What the Body Remembers, Shauna Singh Baldwin
Here's a good example of how the TTC process can take a perfectly rational brain and turn it to mush. I read the part in the book's description about one of the main characters taking on a second wife because his first
was unable to have children and thought, "hey, that sounds like something I can relate to! It would be right up my alley." Needless to say, that was a stupid idea. A really, really stupid idea.
It started off well; I really liked the first chapter. The writing was nice, almost poetic, and it drew me in. It was told from Satya's perspective, the first wife, and begins just as the second wife joins the family. I felt for her and wanted to know more. Unfortunately, the next chunk of the book switched perspectives (to that of the second wife) and went back in time about ten years. Things started to drag and when the narrative finally did return to Satya's POV, she had become much less sympathetic and the writing had become tedious. It was repetitive and seemed to be trying too hard at times. I could have made a drinking game out of certain lines that kept being repeated over and over.
Much of the time, getting through this novel felt like a slog, though this is not entirely the author's fault. Something so long (500+ pages) just isn't a good idea during the school year. Only being able to read a few pages a night before falling asleep is not ideal. On the other hand, I didn't particularly like any of the major characters, even though I did occasionally sympathize with them. The language also made it challenging - a lot of terms were used that I didn't know the meaning of and there was no glossary.

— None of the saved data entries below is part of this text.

use std::collections::BTreeMap;

use crate::model::bank::QuestionBank;

//
// ─── ANSWER SHEET ──────────────────────────────────────────────────────────────
//

/// Sparse mapping from question index to the chosen option index.
///
/// Only questions the user answered are present; a missing key means
/// "no option selected".
#[derive(Debug, Clone, Default, PartialEq, Eq)]
pub struct AnswerSheet {
    choices: BTreeMap<usize, usize>,
}

impl AnswerSheet {
    #[must_use]
    pub fn new() -> Self {
        Self::default()
    }

    /// Record `option_index` for `question_index`, returning the previous choice.
    ///
    /// Bounds are the caller's concern; the session validates against the bank.
    pub fn record(&mut self, question_index: usize, option_index: usize) -> Option<usize> {
        self.choices.insert(question_index, option_index)
    }

    #[must_use]
    pub fn get(&self, question_index: usize) -> Option<usize> {
        self.choices.get(&question_index).copied()
    }

    #[must_use]
    pub fn contains(&self, question_index: usize) -> bool {
        self.choices.contains_key(&question_index)
    }

    #[must_use]
    pub fn len(&self) -> usize {
        self.choices.len()
    }

    #[must_use]
    pub fn is_empty(&self) -> bool {
        self.choices.is_empty()
    }

    /// Iterate `(question_index, option_index)` pairs in question order.
    pub fn iter(&self) -> impl Iterator<Item = (usize, usize)> + '_ {
        self.choices.iter().map(|(q, o)| (*q, *o))
    }
}

impl FromIterator<(usize, usize)> for AnswerSheet {
    fn from_iter<I: IntoIterator<Item = (usize, usize)>>(iter: I) -> Self {
        Self {
            choices: iter.into_iter().collect(),
        }
    }
}

//
// ─── RESULTS ───────────────────────────────────────────────────────────────────
//

/// Outcome for a single question, in bank order.
#[derive(Debug, Clone, Copy, PartialEq, Eq)]
pub struct QuestionResult {
    pub question_index: usize,
    pub chosen_option_index: Option<usize>,
    pub correct_option_index: usize,
    pub is_correct: bool,
}

/// Score for an answer sheet against a bank.
#[derive(Debug, Clone, PartialEq, Eq)]
pub struct QuizScore {
    question_count: usize,
    answered_count: usize,
    correct_count: usize,
    results: Vec<QuestionResult>,
}

impl QuizScore {
    /// Score `answers` against `bank`.
    ///
    /// Unanswered questions count as incorrect. Entries keyed past the end of
    /// the bank are ignored.
    #[must_use]
    pub fn compute(bank: &QuestionBank, answers: &AnswerSheet) -> Self {
        let results: Vec<QuestionResult> = bank
            .iter()
            .enumerate()
            .map(|(index, question)| {
                let chosen = answers.get(index);
                QuestionResult {
                    question_index: index,
                    chosen_option_index: chosen,
                    correct_option_index: question.correct_option_index(),
                    is_correct: chosen.is_some_and(|c| question.is_correct(c)),
                }
            })
            .collect();

        let answered_count = results
            .iter()
            .filter(|r| r.chosen_option_index.is_some())
            .count();
        let correct_count = results.iter().filter(|r| r.is_correct).count();

        Self {
            question_count: bank.len(),
            answered_count,
            correct_count,
            results,
        }
    }

    #[must_use]
    pub fn question_count(&self) -> usize {
        self.question_count
    }

    #[must_use]
    pub fn answered_count(&self) -> usize {
        self.answered_count
    }

    #[must_use]
    pub fn unanswered_count(&self) -> usize {
        self.question_count.saturating_sub(self.answered_count)
    }

    #[must_use]
    pub fn correct_count(&self) -> usize {
        self.correct_count
    }

    #[must_use]
    pub fn incorrect_count(&self) -> usize {
        self.question_count.saturating_sub(self.correct_count)
    }

    /// Percentage of correct answers, rounded half-up to an integer.
    #[must_use]
    pub fn percent(&self) -> u8 {
        percent_half_up(self.correct_count, self.question_count)
    }

    #[must_use]
    pub fn results(&self) -> &[QuestionResult] {
        &self.results
    }
}

/// `round(100 * correct / total)` with halves rounded up, in integer arithmetic.
///
/// Returns 0 when `total` is 0. `correct` is clamped to `total`.
#[must_use]
pub fn percent_half_up(correct: usize, total: usize) -> u8 {
    if total == 0 {
        return 0;
    }
    let total = total as u128;
    let correct = (correct as u128).min(total);
    let percent = (200 * correct + total) / (2 * total);
    u8::try_from(percent).unwrap_or(100)
}

//
// ─── TESTS ─────────────────────────────────────────────────────────────────────
//

#[cfg(test)]
mod tests {
    use super::*;
    use crate::model::{Question, QuestionId};

    fn bank(correct: &[usize]) -> QuestionBank {
        let questions = correct
            .iter()
            .enumerate()
            .map(|(i, c)| {
                Question::new(
                    QuestionId::new(i as u64 + 1),
                    format!("Q{i}"),
                    vec!["a".into(), "b".into(), "c".into()],
                    *c,
                )
                .unwrap()
            })
            .collect();
        QuestionBank::new(questions).unwrap()
    }

    #[test]
    fn percent_rounds_half_up() {
        assert_eq!(percent_half_up(2, 3), 67);
        assert_eq!(percent_half_up(1, 3), 33);
        assert_eq!(percent_half_up(1, 8), 13);
        assert_eq!(percent_half_up(1, 200), 1);
        assert_eq!(percent_half_up(1, 201), 0);
        assert_eq!(percent_half_up(0, 5), 0);
        assert_eq!(percent_half_up(5, 5), 100);
        assert_eq!(percent_half_up(0, 0), 0);
    }

    #[test]
    fn three_question_scenario() {
        let bank = bank(&[1, 0, 2]);
        let answers: AnswerSheet = [(0, 1), (1, 1), (2, 2)].into_iter().collect();

        let score = QuizScore::compute(&bank, &answers);

        assert_eq!(score.correct_count(), 2);
        assert_eq!(score.incorrect_count(), 1);
        assert_eq!(score.percent(), 67);
        assert_eq!(
            score.results(),
            &[
                QuestionResult {
                    question_index: 0,
                    chosen_option_index: Some(1),
                    correct_option_index: 1,
                    is_correct: true,
                },
                QuestionResult {
                    question_index: 1,
                    chosen_option_index: Some(1),
                    correct_option_index: 0,
                    is_correct: false,
                },
                QuestionResult {
                    question_index: 2,
                    chosen_option_index: Some(2),
                    correct_option_index: 2,
                    is_correct: true,
                },
            ]
        );
    }

    #[test]
    fn unanswered_counts_as_incorrect() {
        let bank = bank(&[0, 0]);
        let answers: AnswerSheet = [(0, 0)].into_iter().collect();

        let score = QuizScore::compute(&bank, &answers);

        assert_eq!(score.answered_count(), 1);
        assert_eq!(score.unanswered_count(), 1);
        assert_eq!(score.correct_count(), 1);
        assert_eq!(score.incorrect_count(), 1);
        assert_eq!(score.results()[1].chosen_option_index, None);
        assert!(!score.results()[1].is_correct);
    }

    #[test]
    fn identical_sheets_score_identically() {
        let bank = bank(&[2, 1, 0, 1]);
        let a: AnswerSheet = [(0, 2), (1, 0), (2, 0), (3, 1)].into_iter().collect();
        let mut b = AnswerSheet::new();
        // same answers, different recording order and an overwrite
        b.record(3, 1);
        b.record(1, 2);
        b.record(0, 2);
        b.record(2, 0);
        b.record(1, 0);

        assert_eq!(a, b);
        assert_eq!(QuizScore::compute(&bank, &a), QuizScore::compute(&bank, &b));
    }

    #[test]
    fn record_returns_previous_choice() {
        let mut sheet = AnswerSheet::new();
        assert_eq!(sheet.record(0, 1), None);
        assert_eq!(sheet.record(0, 2), Some(1));
        assert_eq!(sheet.get(0), Some(2));
        assert_eq!(sheet.len(), 1);
        assert!(!sheet.contains(1));
    }
}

On the positive side: this turned out to be an appropriate follow-up to Committed since there is much discussion about the inequality between men and women and how women get the short end of the stick in marriage here. Also, all of the family drama is set against the backdrop of India during the partition. I knew a bit about it from my high school World Religions course but this novel approaches it from a Sikh perspective, which I knew next to nothing about. I ended up learning a lot more about what was going on in India during that time and about the Sikh religion.